Assignment:
Please read the records below and return each line holding the string "Prometheus".

Records supplied:

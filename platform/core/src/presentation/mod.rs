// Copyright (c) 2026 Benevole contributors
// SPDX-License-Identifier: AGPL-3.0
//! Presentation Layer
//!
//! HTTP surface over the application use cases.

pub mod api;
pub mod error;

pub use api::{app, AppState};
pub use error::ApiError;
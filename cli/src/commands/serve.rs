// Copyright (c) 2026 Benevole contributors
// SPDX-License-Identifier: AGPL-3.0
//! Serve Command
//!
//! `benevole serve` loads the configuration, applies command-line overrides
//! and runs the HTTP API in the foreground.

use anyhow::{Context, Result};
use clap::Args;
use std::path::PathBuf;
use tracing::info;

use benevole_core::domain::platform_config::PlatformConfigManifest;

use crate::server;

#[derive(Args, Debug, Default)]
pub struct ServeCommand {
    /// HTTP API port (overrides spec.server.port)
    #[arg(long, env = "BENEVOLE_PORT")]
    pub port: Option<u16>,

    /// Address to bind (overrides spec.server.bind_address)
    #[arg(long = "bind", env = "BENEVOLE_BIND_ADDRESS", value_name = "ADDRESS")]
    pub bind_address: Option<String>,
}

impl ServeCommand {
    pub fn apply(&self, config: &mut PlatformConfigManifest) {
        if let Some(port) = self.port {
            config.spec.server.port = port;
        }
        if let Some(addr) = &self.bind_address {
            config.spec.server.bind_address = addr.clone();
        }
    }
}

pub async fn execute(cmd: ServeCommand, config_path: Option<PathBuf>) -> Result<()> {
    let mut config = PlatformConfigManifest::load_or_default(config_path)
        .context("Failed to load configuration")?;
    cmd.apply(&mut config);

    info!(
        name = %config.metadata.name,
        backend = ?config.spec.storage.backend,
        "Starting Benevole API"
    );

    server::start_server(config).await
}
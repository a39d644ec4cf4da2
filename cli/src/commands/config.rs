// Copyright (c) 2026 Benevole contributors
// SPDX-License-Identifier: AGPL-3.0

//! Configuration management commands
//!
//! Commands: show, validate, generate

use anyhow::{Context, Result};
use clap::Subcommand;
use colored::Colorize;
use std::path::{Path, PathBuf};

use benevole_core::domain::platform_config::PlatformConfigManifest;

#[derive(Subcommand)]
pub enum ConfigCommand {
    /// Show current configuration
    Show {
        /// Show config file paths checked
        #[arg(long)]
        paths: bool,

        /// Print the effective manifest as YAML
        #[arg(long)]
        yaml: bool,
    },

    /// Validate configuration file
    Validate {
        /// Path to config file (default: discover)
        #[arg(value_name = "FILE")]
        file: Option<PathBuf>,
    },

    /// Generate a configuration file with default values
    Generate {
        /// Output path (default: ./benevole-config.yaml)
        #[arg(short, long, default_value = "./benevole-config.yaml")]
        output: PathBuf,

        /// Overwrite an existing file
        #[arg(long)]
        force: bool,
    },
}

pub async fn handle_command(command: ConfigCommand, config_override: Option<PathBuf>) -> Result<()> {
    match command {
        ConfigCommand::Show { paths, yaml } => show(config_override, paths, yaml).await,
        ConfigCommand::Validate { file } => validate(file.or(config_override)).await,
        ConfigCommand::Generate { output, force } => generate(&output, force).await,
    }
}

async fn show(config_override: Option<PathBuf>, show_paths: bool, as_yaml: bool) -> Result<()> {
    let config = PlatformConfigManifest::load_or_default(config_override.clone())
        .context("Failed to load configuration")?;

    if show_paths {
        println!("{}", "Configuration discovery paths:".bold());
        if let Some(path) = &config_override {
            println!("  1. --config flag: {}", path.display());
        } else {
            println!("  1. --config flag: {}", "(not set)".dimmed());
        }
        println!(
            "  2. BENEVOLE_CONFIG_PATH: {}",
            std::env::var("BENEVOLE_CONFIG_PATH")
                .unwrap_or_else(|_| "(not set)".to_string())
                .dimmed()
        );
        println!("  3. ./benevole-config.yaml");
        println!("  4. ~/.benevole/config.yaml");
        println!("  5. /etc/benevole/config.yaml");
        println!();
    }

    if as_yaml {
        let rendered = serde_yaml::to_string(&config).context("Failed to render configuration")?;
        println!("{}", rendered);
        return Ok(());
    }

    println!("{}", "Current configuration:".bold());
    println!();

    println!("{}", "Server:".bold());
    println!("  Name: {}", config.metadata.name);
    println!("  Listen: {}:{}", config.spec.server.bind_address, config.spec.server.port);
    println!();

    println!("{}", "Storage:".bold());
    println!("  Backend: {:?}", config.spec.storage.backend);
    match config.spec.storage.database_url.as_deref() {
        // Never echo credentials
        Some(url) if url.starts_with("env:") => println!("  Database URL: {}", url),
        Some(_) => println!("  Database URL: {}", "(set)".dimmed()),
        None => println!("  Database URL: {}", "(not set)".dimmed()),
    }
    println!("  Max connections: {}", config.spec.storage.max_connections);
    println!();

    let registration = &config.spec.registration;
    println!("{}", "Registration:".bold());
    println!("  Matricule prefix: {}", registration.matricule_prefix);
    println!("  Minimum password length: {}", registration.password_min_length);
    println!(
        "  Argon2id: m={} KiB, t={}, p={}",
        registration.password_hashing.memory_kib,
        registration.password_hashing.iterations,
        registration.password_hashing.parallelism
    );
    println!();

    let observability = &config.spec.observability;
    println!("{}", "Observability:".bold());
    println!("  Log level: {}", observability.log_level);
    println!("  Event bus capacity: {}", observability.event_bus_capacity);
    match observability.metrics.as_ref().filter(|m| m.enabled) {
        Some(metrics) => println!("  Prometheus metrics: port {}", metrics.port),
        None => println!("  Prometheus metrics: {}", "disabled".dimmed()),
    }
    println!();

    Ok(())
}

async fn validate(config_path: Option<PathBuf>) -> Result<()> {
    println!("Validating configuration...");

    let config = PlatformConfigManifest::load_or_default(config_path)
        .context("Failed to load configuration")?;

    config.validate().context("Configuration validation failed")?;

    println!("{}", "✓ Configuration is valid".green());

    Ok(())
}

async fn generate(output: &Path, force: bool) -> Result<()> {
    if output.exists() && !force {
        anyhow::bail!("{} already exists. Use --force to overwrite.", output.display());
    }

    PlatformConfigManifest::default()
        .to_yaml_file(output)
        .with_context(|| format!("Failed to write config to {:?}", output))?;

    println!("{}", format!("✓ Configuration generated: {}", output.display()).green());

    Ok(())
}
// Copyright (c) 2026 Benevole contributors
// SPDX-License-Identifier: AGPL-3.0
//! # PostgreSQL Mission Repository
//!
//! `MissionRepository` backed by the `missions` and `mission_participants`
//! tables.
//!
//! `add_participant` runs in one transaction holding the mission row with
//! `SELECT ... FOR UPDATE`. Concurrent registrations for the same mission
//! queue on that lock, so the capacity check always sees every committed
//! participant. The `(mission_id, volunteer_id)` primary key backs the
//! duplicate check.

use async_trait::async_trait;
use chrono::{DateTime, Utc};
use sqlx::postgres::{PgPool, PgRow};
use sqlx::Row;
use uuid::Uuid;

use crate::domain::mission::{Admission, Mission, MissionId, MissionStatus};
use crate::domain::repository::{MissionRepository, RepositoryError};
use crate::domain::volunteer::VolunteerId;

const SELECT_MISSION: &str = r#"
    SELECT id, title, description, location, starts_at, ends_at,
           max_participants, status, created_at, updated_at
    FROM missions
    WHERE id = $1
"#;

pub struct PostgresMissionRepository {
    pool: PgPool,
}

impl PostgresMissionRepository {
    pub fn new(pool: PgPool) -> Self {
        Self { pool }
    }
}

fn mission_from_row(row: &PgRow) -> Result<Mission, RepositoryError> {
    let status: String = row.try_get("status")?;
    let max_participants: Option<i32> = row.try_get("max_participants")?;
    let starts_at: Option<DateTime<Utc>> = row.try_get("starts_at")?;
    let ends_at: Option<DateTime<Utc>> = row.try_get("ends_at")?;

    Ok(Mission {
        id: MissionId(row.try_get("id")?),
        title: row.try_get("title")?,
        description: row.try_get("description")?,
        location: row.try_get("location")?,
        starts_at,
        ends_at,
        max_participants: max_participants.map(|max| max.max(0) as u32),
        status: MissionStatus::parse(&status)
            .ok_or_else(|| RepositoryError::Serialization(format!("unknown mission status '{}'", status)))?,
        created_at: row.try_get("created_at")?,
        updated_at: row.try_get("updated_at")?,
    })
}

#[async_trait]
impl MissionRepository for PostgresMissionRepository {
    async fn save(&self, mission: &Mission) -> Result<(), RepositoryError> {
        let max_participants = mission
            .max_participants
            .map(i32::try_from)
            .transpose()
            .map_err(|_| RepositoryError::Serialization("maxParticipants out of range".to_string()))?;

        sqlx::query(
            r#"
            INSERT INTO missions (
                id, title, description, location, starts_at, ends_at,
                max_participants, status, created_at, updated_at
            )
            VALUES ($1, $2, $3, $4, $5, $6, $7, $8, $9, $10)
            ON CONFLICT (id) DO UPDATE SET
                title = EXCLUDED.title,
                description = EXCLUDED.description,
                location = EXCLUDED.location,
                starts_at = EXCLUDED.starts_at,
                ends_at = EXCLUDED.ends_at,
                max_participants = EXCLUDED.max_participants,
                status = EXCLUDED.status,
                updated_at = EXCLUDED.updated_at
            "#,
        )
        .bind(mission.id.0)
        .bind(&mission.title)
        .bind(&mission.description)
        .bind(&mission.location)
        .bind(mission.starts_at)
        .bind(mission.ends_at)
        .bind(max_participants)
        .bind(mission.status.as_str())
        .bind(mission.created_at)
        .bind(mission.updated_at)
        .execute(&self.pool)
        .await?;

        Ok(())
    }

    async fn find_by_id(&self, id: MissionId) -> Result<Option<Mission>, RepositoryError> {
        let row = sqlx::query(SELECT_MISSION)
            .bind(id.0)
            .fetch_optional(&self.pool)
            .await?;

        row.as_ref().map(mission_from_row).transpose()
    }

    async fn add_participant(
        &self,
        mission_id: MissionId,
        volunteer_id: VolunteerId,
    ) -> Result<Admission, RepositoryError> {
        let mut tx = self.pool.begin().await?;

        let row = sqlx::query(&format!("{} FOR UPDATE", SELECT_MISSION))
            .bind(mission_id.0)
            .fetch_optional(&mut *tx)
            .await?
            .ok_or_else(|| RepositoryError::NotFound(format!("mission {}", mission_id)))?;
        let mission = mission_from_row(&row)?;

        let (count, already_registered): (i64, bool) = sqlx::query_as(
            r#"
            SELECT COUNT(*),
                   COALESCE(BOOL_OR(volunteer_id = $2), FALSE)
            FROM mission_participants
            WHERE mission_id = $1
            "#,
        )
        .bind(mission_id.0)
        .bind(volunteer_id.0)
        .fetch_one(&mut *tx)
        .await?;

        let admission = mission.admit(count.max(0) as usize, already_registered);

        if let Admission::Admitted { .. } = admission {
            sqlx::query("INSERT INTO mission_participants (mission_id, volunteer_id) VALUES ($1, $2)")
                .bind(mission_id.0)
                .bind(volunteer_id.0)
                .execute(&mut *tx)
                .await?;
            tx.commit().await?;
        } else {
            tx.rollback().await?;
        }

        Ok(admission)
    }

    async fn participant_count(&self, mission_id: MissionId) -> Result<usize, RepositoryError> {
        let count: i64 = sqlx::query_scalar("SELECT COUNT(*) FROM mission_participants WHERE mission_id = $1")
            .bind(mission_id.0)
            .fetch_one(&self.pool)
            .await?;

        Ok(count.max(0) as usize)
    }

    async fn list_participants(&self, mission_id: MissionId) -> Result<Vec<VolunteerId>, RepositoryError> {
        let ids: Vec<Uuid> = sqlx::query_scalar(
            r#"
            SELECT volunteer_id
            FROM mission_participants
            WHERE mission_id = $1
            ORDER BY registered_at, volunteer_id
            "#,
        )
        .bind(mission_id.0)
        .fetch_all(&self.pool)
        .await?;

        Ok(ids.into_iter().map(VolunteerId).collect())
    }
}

Expected answer:
        Some(metrics) => println!("  Prometheus metrics: port {}", metrics.port),
        None => println!("  Prometheus metrics: {}", "disabled".dimmed()),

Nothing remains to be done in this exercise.